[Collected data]

=== Section Start ===

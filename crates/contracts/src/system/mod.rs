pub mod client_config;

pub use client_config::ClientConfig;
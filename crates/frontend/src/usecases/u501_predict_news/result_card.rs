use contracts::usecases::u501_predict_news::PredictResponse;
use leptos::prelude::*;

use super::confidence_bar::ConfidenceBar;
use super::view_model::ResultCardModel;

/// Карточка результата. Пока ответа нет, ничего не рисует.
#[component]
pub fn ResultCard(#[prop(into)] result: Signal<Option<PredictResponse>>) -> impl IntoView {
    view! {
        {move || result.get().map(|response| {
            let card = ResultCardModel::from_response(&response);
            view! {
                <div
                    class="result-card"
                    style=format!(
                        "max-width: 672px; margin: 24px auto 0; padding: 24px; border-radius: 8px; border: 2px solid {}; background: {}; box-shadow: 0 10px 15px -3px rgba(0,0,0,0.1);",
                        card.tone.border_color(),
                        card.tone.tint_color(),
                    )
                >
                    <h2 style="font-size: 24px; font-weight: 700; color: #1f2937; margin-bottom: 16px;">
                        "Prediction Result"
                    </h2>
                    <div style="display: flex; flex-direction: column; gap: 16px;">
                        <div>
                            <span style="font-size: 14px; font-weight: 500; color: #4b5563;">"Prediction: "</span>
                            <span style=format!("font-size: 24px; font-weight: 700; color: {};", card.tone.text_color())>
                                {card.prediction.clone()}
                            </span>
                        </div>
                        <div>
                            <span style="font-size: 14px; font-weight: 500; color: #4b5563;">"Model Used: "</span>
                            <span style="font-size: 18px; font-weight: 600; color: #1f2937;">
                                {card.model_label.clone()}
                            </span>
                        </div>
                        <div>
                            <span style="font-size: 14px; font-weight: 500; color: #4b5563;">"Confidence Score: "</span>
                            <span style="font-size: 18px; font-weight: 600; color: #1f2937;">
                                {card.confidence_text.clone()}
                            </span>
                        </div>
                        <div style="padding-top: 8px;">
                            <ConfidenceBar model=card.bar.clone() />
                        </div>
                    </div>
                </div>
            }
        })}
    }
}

=== Section End ===

YOUR TASK: Each entry above must be retyped exactly.

EXERCISE ANSWER:
filename crates/contracts/src/system/mod.rs
pub mod client_config;

pub use client_config::ClientConfig;
filename crates/frontend/src/usecases/u501_predict_news/result_card.rs
use contracts::usecases::u501_predict_news::PredictResponse;
use leptos::prelude::*;

use super::confidence_bar::ConfidenceBar;
use super::view_model::ResultCardModel;

/// Карточка результата. Пока ответа нет, ничего не рисует.
#[component]
pub fn ResultCard(#[prop(into)] result: Signal<Option<PredictResponse>>) -> impl IntoView {
    view! {
        {move || result.get().map(|response| {
            let card = ResultCardModel::from_response(&response);
            view! {
                <div
                    class="result-card"
                    style=format!(
                        "max-width: 672px; margin: 24px auto 0; padding: 24px; border-radius: 8px; border: 2px solid {}; background: {}; box-shadow: 0 10px 15px -3px rgba(0,0,0,0.1);",
                        card.tone.border_color(),
                        card.tone.tint_color(),
                    )
                >
                    <h2 style="font-size: 24px; font-weight: 700; color: #1f2937; margin-bottom: 16px;">
                        "Prediction Result"
                    </h2>
                    <div style="display: flex; flex-direction: column; gap: 16px;">
                        <div>
                            <span style="font-size: 14px; font-weight: 500; color: #4b5563;">"Prediction: "</span>
                            <span style=format!("font-size: 24px; font-weight: 700; color: {};", card.tone.text_color())>
                                {card.prediction.clone()}
                            </span>
                        </div>
                        <div>
                            <span style="font-size: 14px; font-weight: 500; color: #4b5563;">"Model Used: "</span>
                            <span style="font-size: 18px; font-weight: 600; color: #1f2937;">
                                {card.model_label.clone()}
                            </span>
                        </div>
                        <div>
                            <span style="font-size: 14px; font-weight: 500; color: #4b5563;">"Confidence Score: "</span>
                            <span style="font-size: 18px; font-weight: 600; color: #1f2937;">
                                {card.confidence_text.clone()}
                            </span>
                        </div>
                        <div style="padding-top: 8px;">
                            <ConfidenceBar model=card.bar.clone() />
                        </div>
                    </div>
                </div>
            }
        })}
    }
}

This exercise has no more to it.